> **WORK REQUEST**:
Count every line in the following entries where the word "Query" appears. Give the count alone.

> **THE DATA**:
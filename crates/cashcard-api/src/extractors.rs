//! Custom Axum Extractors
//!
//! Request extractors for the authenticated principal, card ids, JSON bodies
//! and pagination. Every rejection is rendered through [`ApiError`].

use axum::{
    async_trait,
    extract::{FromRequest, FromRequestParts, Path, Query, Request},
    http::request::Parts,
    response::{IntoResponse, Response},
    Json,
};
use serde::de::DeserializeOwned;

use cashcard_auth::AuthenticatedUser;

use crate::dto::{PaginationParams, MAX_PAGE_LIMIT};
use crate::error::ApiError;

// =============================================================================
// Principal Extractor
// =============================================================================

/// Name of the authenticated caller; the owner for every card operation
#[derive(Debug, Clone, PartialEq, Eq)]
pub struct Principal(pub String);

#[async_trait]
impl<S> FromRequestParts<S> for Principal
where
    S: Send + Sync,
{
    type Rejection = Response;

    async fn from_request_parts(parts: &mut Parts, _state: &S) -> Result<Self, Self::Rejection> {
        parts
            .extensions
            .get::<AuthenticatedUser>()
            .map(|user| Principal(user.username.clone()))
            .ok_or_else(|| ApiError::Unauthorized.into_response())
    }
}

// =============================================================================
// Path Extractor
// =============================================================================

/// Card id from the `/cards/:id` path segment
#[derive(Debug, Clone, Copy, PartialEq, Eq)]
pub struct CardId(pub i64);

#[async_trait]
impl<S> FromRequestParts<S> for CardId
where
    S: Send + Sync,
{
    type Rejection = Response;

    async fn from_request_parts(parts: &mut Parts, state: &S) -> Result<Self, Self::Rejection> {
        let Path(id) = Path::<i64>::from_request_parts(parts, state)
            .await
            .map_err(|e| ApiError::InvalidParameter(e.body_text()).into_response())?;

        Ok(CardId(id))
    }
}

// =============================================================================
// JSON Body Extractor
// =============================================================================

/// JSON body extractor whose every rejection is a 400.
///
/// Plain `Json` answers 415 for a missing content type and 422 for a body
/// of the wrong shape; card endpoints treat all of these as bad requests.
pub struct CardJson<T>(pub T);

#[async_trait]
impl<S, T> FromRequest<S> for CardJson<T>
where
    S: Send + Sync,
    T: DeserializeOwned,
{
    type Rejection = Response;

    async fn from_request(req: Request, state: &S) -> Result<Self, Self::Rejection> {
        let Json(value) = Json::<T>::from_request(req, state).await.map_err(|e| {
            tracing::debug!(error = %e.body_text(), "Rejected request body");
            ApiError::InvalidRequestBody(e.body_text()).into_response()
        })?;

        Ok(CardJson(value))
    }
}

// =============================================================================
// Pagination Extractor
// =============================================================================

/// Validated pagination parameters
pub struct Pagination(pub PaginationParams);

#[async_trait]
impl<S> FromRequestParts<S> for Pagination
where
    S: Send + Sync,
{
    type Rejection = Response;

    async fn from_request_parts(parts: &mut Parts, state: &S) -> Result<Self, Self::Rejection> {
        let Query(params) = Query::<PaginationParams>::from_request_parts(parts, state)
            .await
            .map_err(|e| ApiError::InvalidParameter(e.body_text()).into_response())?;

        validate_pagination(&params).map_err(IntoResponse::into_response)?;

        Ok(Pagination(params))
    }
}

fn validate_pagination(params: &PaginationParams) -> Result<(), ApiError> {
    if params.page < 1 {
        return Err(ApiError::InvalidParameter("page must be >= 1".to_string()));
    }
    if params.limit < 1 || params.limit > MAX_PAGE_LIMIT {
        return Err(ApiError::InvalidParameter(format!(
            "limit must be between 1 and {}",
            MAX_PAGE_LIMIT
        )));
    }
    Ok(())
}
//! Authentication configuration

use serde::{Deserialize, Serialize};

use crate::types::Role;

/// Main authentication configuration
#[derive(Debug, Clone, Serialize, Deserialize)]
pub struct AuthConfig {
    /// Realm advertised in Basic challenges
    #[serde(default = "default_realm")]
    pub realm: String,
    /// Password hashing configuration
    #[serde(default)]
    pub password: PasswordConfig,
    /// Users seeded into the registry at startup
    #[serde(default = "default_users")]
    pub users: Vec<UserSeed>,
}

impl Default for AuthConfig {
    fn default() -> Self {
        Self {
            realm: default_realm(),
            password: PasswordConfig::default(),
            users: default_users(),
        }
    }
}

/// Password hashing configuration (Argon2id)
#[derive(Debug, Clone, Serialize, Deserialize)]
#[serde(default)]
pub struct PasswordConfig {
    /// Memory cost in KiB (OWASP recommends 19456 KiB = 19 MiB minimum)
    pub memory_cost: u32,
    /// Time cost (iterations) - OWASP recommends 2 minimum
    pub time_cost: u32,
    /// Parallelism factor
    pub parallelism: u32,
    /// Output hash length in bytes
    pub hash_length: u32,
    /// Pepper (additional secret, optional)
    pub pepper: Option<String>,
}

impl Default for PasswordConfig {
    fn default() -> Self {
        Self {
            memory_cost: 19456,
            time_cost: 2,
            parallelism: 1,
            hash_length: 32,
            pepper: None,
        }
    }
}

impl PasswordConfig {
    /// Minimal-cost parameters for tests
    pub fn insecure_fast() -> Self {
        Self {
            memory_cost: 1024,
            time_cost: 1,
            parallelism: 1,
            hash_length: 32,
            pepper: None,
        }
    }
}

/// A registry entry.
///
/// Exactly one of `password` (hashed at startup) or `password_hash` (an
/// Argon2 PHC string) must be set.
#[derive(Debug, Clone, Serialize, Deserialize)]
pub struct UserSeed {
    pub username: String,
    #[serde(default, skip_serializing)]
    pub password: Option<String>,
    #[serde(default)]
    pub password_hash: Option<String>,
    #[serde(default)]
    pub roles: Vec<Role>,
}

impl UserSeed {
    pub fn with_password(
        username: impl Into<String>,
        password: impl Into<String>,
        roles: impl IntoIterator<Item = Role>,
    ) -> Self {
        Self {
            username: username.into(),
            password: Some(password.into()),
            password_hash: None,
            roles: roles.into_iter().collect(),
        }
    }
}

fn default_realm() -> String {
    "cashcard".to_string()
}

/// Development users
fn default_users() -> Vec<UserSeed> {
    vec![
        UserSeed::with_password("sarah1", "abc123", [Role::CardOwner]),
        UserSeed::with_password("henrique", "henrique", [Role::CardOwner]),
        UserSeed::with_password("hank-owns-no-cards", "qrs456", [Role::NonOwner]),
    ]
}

* * *

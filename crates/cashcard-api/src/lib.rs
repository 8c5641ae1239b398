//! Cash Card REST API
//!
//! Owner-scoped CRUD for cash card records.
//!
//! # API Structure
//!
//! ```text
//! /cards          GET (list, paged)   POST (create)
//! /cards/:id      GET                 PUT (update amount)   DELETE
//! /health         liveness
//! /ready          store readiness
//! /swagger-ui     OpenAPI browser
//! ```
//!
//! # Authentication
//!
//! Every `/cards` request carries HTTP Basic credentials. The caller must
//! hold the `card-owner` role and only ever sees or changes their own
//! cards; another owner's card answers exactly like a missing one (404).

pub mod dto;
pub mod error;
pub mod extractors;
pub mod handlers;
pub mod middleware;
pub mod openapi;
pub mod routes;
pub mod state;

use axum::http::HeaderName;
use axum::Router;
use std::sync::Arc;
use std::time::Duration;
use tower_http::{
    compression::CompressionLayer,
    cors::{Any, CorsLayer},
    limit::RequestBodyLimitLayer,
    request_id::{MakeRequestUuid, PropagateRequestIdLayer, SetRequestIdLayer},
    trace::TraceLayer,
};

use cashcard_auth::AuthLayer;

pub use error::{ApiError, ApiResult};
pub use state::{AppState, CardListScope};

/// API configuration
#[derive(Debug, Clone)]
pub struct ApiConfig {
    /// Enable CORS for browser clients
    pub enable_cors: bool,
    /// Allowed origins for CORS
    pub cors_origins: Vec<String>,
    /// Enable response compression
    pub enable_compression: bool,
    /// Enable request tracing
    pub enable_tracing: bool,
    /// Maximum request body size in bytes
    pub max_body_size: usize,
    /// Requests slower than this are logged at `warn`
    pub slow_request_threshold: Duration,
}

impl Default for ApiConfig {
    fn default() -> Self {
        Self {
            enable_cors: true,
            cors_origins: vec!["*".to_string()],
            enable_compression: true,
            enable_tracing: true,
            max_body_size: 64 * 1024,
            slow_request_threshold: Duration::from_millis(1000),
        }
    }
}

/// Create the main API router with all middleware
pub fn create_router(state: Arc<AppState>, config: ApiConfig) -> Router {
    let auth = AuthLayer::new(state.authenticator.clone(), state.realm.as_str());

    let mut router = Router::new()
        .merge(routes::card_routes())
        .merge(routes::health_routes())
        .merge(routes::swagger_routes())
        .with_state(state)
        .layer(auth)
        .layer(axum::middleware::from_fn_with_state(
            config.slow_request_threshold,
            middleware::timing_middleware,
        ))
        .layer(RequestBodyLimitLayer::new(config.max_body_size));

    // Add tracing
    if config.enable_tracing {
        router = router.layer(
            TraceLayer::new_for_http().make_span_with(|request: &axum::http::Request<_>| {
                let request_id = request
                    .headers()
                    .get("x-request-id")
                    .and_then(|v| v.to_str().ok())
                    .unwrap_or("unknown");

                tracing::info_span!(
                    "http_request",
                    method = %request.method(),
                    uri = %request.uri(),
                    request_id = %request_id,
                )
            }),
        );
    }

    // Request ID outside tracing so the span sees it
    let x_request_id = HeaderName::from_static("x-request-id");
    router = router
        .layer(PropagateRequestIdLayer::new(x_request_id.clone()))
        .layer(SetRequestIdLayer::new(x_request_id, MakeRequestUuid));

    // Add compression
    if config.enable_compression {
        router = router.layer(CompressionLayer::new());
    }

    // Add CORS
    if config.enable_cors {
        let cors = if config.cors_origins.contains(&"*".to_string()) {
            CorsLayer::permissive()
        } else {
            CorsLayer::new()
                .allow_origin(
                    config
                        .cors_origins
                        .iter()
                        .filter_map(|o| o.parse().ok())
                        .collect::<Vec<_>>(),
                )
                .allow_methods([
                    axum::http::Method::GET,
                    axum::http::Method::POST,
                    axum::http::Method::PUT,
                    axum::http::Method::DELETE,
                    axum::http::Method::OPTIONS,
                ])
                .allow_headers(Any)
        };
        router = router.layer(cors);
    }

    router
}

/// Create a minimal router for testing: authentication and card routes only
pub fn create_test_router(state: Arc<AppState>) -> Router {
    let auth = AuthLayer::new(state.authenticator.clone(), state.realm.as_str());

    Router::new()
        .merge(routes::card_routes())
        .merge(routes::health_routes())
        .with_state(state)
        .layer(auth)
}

--

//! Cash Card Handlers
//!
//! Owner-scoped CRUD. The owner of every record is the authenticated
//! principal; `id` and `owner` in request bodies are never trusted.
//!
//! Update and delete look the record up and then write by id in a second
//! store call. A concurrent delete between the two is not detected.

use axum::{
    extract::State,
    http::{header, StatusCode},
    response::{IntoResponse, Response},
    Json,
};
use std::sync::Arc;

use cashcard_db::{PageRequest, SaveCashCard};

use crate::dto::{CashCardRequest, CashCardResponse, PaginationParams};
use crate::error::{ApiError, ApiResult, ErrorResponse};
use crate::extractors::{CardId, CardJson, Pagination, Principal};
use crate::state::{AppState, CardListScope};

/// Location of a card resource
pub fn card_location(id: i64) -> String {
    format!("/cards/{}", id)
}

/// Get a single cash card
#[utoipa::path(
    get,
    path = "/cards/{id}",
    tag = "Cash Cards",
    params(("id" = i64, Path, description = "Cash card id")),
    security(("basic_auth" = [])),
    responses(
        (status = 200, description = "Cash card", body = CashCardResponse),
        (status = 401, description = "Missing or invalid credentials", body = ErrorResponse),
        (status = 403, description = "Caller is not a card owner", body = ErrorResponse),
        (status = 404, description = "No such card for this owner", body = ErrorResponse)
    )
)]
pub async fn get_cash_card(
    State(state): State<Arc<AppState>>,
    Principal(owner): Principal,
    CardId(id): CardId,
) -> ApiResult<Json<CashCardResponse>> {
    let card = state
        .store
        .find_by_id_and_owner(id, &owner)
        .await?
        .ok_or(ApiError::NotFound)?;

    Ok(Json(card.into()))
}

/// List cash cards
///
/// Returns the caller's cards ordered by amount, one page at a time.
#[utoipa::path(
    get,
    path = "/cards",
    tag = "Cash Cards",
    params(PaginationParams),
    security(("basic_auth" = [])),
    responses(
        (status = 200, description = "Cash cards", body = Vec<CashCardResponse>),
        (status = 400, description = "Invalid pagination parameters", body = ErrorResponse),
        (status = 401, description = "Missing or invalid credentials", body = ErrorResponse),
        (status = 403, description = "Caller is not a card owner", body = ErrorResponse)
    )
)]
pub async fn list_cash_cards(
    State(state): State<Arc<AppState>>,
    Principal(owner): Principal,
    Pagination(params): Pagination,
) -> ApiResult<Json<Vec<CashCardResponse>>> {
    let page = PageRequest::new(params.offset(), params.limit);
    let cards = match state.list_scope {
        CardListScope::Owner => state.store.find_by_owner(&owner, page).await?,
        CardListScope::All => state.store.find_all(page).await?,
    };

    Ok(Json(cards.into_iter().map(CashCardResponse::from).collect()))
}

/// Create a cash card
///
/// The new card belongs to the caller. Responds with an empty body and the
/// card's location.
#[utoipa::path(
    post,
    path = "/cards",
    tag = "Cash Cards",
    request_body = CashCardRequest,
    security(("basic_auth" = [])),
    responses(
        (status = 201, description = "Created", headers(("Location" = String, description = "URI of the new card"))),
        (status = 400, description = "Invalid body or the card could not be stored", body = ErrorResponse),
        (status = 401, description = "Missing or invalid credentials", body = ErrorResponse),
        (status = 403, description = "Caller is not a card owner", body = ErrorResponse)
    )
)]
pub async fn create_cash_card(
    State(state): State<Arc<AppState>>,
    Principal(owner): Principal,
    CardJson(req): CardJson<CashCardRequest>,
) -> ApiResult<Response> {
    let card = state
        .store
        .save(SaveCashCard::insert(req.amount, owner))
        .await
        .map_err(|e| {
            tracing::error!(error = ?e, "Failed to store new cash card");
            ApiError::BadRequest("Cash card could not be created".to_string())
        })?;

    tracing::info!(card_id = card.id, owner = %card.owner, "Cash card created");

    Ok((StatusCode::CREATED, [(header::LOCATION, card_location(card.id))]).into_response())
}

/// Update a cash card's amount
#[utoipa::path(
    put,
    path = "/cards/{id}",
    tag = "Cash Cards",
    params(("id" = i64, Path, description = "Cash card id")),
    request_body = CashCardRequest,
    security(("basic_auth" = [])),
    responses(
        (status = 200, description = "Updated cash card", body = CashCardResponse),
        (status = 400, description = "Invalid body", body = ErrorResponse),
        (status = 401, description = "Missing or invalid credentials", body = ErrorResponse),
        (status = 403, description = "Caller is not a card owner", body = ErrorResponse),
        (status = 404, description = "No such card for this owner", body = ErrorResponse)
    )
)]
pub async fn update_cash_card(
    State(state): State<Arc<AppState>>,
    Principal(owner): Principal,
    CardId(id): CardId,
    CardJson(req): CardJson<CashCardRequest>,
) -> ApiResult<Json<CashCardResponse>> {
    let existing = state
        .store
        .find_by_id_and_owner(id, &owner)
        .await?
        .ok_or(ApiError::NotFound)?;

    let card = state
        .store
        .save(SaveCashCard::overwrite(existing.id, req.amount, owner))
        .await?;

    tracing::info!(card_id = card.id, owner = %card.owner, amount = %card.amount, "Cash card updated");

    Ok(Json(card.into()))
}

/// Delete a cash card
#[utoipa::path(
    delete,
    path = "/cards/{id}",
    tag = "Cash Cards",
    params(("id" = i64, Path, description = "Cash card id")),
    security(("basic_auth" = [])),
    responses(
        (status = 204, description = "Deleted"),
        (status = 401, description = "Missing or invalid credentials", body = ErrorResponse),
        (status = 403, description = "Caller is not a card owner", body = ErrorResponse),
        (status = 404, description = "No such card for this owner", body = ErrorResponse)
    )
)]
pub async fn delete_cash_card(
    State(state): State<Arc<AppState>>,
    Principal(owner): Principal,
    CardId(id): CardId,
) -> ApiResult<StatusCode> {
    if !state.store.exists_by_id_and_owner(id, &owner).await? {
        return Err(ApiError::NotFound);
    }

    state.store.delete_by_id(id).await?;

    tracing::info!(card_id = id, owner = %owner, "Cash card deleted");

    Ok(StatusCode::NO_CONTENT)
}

> **ANSWER SPACE**:
2